Capela de São Miguel Arcanjo: Histórico

Quem leu o texto de Veja São Paulo, 19/10/2011, intitulado “O tesouro de São Miguel”, foi informado sobre o blog (em destaque acima) da Capela de São Miguel Arcanjo, localizada em São Miguel Paulista, na Zona Leste de São Paulo – SP.

“Reforma em capela revela pintura que pode ser uma das mais antigas do país”. Veja São Paulo

O texto de Mariana Barros, as fotos de Mario Rodrigues me transportaram para o Mosteiro de Santa Clara-a-Velha, em Coimbra, Portugal, algo postado aqui no meu espaço.

Fico emocionada quando aprendo sobre o que está sendo restaurado e preservado por iniciativa popular, com doações, neste caso, de um grupo de patrocinadores que inclui empresas como Votorantim, Itaú e Petrobras.

São Paulo tem como marco de nascimento a Missa de Fundação do Colégio de São Paulo de Piratininga, em 1554.

A Capela de São Miguel Arcanjo surgiu em 1560, apenas seis anos depois da Missa da Fundação do Colégio de São Paulo de Piratininga.

Há cerca de dois meses, durante o restauro da Capela de São Miguel Arcanjo, ou seja, no mês de agosto/2011, foi descoberto um mural, atrás dos altares de madeira laterais,composto de sóis e caracóis, que está sendo datado por carbono 14. É provável que se trate de um painel do século XVI. Tem 3 metros de altura por 2,5 de largura e foi desenhado em tons de vermelho, preto e branco.

O restaurador Júlio Moraes, diz, no texto de Veja São Paulo, que se a data [séc. XVI] for confirmada, “será uma das pinturas mais antigas desde o descobrimento do Brasil”.

Acompanhe o texto de Jornal da Tarde,  indicado na Wikípédia, a Enciclopédia livre, no verbete Capela de São Miguel Arcanjo:

Capela mais antiga abre para visitas

  • 23 de março de 2011 |
  • 23h42

Categoria: Geral, Urbanismo

Flávia Tavares

Depois de uma restauração que levou sete anos, será inaugurado nesta quinta-feira (24) um circuito de visitação que vai contar a história da Capela de São Miguel Arcanjo, zona leste de São Paulo. Com as paredes de taipa, sem as reluzentes relíquias das catedrais mais tradicionais, é hoje a igreja mais antiga da capital. A capela foi construída em 1622, pelos índios Guaianases catequizados por jesuítas.

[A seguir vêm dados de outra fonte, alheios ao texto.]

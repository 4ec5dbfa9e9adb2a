use axon_ser::{Category, SerializationInfo, parse_xml};

use crate::{RemoteError, Service, dispatch};

fn escape(text: &str, out: &mut String) {
    for ch in text.chars() {
        match ch {
            '&' => out.push_str("&amp;"),
            '<' => out.push_str("&lt;"),
            '>' => out.push_str("&gt;"),
            c => out.push(c),
        }
    }
}

fn value_xml(si: &SerializationInfo, out: &mut String) {
    out.push_str("<value>");
    match si.category() {
        Category::Array => {
            out.push_str("<array><data>");
            for member in si.members() {
                value_xml(member, out);
            }
            out.push_str("</data></array>");
        }
        Category::Object => {
            out.push_str("<struct>");
            for member in si.members() {
                out.push_str("<member><name>");
                escape(member.name(), out);
                out.push_str("</name>");
                value_xml(member, out);
                out.push_str("</member>");
            }
            out.push_str("</struct>");
        }
        _ => match si.scalar() {
            axon_ser::ScalarValue::Int(v) => {
                out.push_str("<int>");
                out.push_str(&v.to_string());
                out.push_str("</int>");
            }
            axon_ser::ScalarValue::UInt(v) => {
                out.push_str("<int>");
                out.push_str(&v.to_string());
                out.push_str("</int>");
            }
            axon_ser::ScalarValue::Float(_) => {
                out.push_str("<double>");
                out.push_str(&si.as_str());
                out.push_str("</double>");
            }
            axon_ser::ScalarValue::Bool(v) => {
                out.push_str("<boolean>");
                out.push(if *v { '1' } else { '0' });
                out.push_str("</boolean>");
            }
            _ => {
                out.push_str("<string>");
                escape(&si.as_str(), out);
                out.push_str("</string>");
            }
        },
    }
    out.push_str("</value>");
}

/// Builds a `<methodCall>` document.
pub fn encode_method_call(method: &str, args: &[SerializationInfo]) -> String {
    let mut out = String::from("<?xml version=\"1.0\"?><methodCall><methodName>");
    escape(method, &mut out);
    out.push_str("</methodName><params>");
    for arg in args {
        out.push_str("<param>");
        value_xml(arg, &mut out);
        out.push_str("</param>");
    }
    out.push_str("</params></methodCall>");
    out
}

/// Builds a `<methodResponse>` document, fault or result.
pub fn encode_method_response(outcome: &Result<SerializationInfo, RemoteError>) -> String {
    let mut out = String::from("<?xml version=\"1.0\"?><methodResponse>");
    match outcome {
        Ok(result) => {
            out.push_str("<params><param>");
            value_xml(result, &mut out);
            out.push_str("</param></params>");
        }
        Err(error) => {
            let mut fault = SerializationInfo::object();
            fault.add_member("faultCode").set_value(i64::from(error.code));
            fault.add_member("faultString").set_value(error.message.as_str());
            out.push_str("<fault>");
            value_xml(&fault, &mut out);
            out.push_str("</fault>");
        }
    }
    out.push_str("</methodResponse>");
    out
}

/// Interprets a generically parsed `<value>` element.
fn value_from_xml(node: &SerializationInfo) -> Result<SerializationInfo, RemoteError> {
    if node.category() != Category::Object {
        // bare text inside <value> is a string
        return Ok(SerializationInfo::value(node.as_str()));
    }
    let inner = node
        .member_at(0)
        .ok_or_else(|| RemoteError::invalid_request("empty <value>"))?;
    match inner.name() {
        "int" | "i4" | "i8" => {
            let v = inner
                .as_i64()
                .map_err(|_| RemoteError::invalid_request("bad <int> content"))?;
            Ok(SerializationInfo::value(v))
        }
        "double" => {
            let v = inner
                .as_f64()
                .map_err(|_| RemoteError::invalid_request("bad <double> content"))?;
            Ok(SerializationInfo::value(v))
        }
        "boolean" => {
            let v = matches!(inner.as_str().as_str(), "1" | "true");
            Ok(SerializationInfo::value(v))
        }
        "string" => Ok(SerializationInfo::value(inner.as_str())),
        "nil" => Ok(SerializationInfo::new()),
        "array" => {
            let mut array = SerializationInfo::array();
            if let Some(data) = inner.member("data") {
                for child in data.members().iter().filter(|m| m.name() == "value") {
                    array.push_member(value_from_xml(child)?);
                }
            }
            Ok(array)
        }
        "struct" => {
            let mut object = SerializationInfo::object();
            for member in inner.members().iter().filter(|m| m.name() == "member") {
                let name = member
                    .member("name")
                    .map(|n| n.as_str())
                    .ok_or_else(|| RemoteError::invalid_request("<member> without <name>"))?;
                let value = member
                    .member("value")
                    .ok_or_else(|| RemoteError::invalid_request("<member> without <value>"))?;
                let mut value = value_from_xml(value)?;
                value.set_name(name);
                object.push_member(value);
            }
            Ok(object)
        }
        other => Err(RemoteError::invalid_request(format!("unknown value type <{other}>"))),
    }
}

/// Decodes a `<methodCall>` body.
pub fn decode_method_call(
    body: &[u8],
) -> Result<(String, Vec<SerializationInfo>), RemoteError> {
    let text =
        std::str::from_utf8(body).map_err(|_| RemoteError::parse_error("body is not utf-8"))?;
    let doc = parse_xml(text).map_err(|e| RemoteError::parse_error(e.to_string()))?;
    if doc.name() != "methodCall" {
        return Err(RemoteError::invalid_request("expected <methodCall>"));
    }
    let method = doc
        .member("methodName")
        .map(|m| m.as_str())
        .ok_or_else(|| RemoteError::invalid_request("missing <methodName>"))?;
    let mut args = Vec::new();
    if let Some(params) = doc.member("params") {
        for param in params.members().iter().filter(|m| m.name() == "param") {
            let value = param
                .member("value")
                .ok_or_else(|| RemoteError::invalid_request("<param> without <value>"))?;
            args.push(value_from_xml(value)?);
        }
    }
    Ok((method, args))
}

/// Decodes a `<methodResponse>` body into the call outcome.
pub fn decode_method_response(body: &[u8]) -> Result<SerializationInfo, RemoteError> {
    let text =
        std::str::from_utf8(body).map_err(|_| RemoteError::parse_error("body is not utf-8"))?;
    let doc = parse_xml(text).map_err(|e| RemoteError::parse_error(e.to_string()))?;
    if doc.name() != "methodResponse" {
        return Err(RemoteError::parse_error("expected <methodResponse>"));
    }
    if let Some(fault) = doc.member("fault") {
        let value = fault
            .member("value")
            .ok_or_else(|| RemoteError::parse_error("<fault> without <value>"))?;
        let detail = value_from_xml(value)?;
        let code = detail.member("faultCode").and_then(|c| c.as_i64().ok()).unwrap_or(0);
        let message = detail
            .member("faultString")
            .map(|m| m.as_str())
            .unwrap_or_else(|| "unknown fault".to_string());
        return Err(RemoteError::remote(code as i32, message));
    }
    let value = doc
        .member("params")
        .and_then(|p| p.member("param"))
        .and_then(|p| p.member("value"))
        .ok_or_else(|| RemoteError::parse_error("response carries no value"))?;
    value_from_xml(value)
}

/// Serves one request body; always returns a response body.
pub(crate) fn serve_body(service: &Service, body: &[u8]) -> String {
    let outcome = decode_method_call(body)
        .and_then(|(method, args)| dispatch(service, &method, &args));
    encode_method_response(&outcome)
}

#[cfg(test)]
mod tests {
    use super::*;
    use axon_ser::to_si;

    #[test]
    fn method_call_shape() {
        let body = encode_method_call("echo", &[to_si("hello")]);
        assert_eq!(
            body,
            "<?xml version=\"1.0\"?><methodCall><methodName>echo</methodName>\
<params><param><value><string>hello</string></value></param></params></methodCall>"
        );
    }

    #[test]
    fn call_roundtrip() {
        let args = [to_si(&5i64), to_si("x<y"), to_si(&true)];
        let body = encode_method_call("mix", &args);
        let (method, parsed) = decode_method_call(body.as_bytes()).unwrap();
        assert_eq!(method, "mix");
        assert_eq!(parsed[0].as_i64().unwrap(), 5);
        assert_eq!(parsed[1].as_str(), "x<y");
        assert!(parsed[2].as_bool().unwrap());
    }

    #[test]
    fn nested_values_roundtrip() {
        let mut obj = SerializationInfo::object();
        obj.add_member("name").set_value("deep");
        let arr = obj.add_member("values");
        arr.set_category(Category::Array);
        arr.push_member(to_si(&1i64));
        arr.push_member(to_si(&2i64));

        let body = encode_method_call("put", &[obj.clone()]);
        let (_, parsed) = decode_method_call(body.as_bytes()).unwrap();
        assert!(obj.structurally_eq(&parsed[0]), "{body}");
    }

    #[test]
    fn response_roundtrip() {
        let body = encode_method_response(&Ok(to_si(&11i64)));
        assert_eq!(decode_method_response(body.as_bytes()).unwrap().as_i64().unwrap(), 11);
    }

    #[test]
    fn fault_roundtrip() {
        let body =
            encode_method_response(&Err(RemoteError::remote(3, "broken")));
        assert!(body.contains("faultCode"));
        let err = decode_method_response(body.as_bytes()).unwrap_err();
        assert_eq!(err.code, 3);
        assert_eq!(err.message, "broken");
    }

    #[test]
    fn serve_dispatches() {
        let mut service = Service::new();
        service.register_fn2("add", |a: i64, b: i64| Ok(a + b)).unwrap();
        let reply = serve_body(&service, encode_method_call("add", &[to_si(&5i64), to_si(&6i64)]).as_bytes());
        assert_eq!(decode_method_response(reply.as_bytes()).unwrap().as_i64().unwrap(), 11);
    }

    #[test]
    fn garbage_is_a_parse_error() {
        let err = decode_method_call(b"not xml at all").unwrap_err();
        assert_eq!(err.code, crate::PARSE_ERROR);
    }
}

É considerada a mais antiga porque a igreja do Pátio do Colégio, que levaria o título por ter sido fundada em 1554, acabou destruída e reconstruída com modificações. Ali não: 90% das paredes de taipa originais foram recuperadas, assim como as pinturas que as ilustram – a mais célebre está na capa do livro dos 70 anos do Instituto do Patrimônio Histórico e Artístico Nacional (Iphan), de 2008. Só que não será exposta aos visitantes, por sua fragilidade.

“Há sete anos, olhamos a capela e nos perguntamos se, de fato, ela guardava a riqueza que todos falavam”, explica o padre Geraldo Rodrigues, presidente da Associação Cultural Beato José de Anchieta, responsável pelo projeto. “Hoje, vemos que sim e notamos que a comunidade precisava reocupar logo aquele espaço. “

Onze imagens dos séculos 16 a 18 estão entre as peças exibidas no circuito. Além disso, o estudo arqueológico feito no terreno encontrou peças de cerâmica indígena e ossadas que seriam de índios. O resultado dessa pesquisa pode ser conferido no passeio, no alpendre lateral da capela.

“Quase todas as igrejas da época tinham esses alpendres, mas eles desapareceram nas demais e lá foram conservados”, diz Percival Tirapeli, professor de História da Arte Brasileira da Unesp.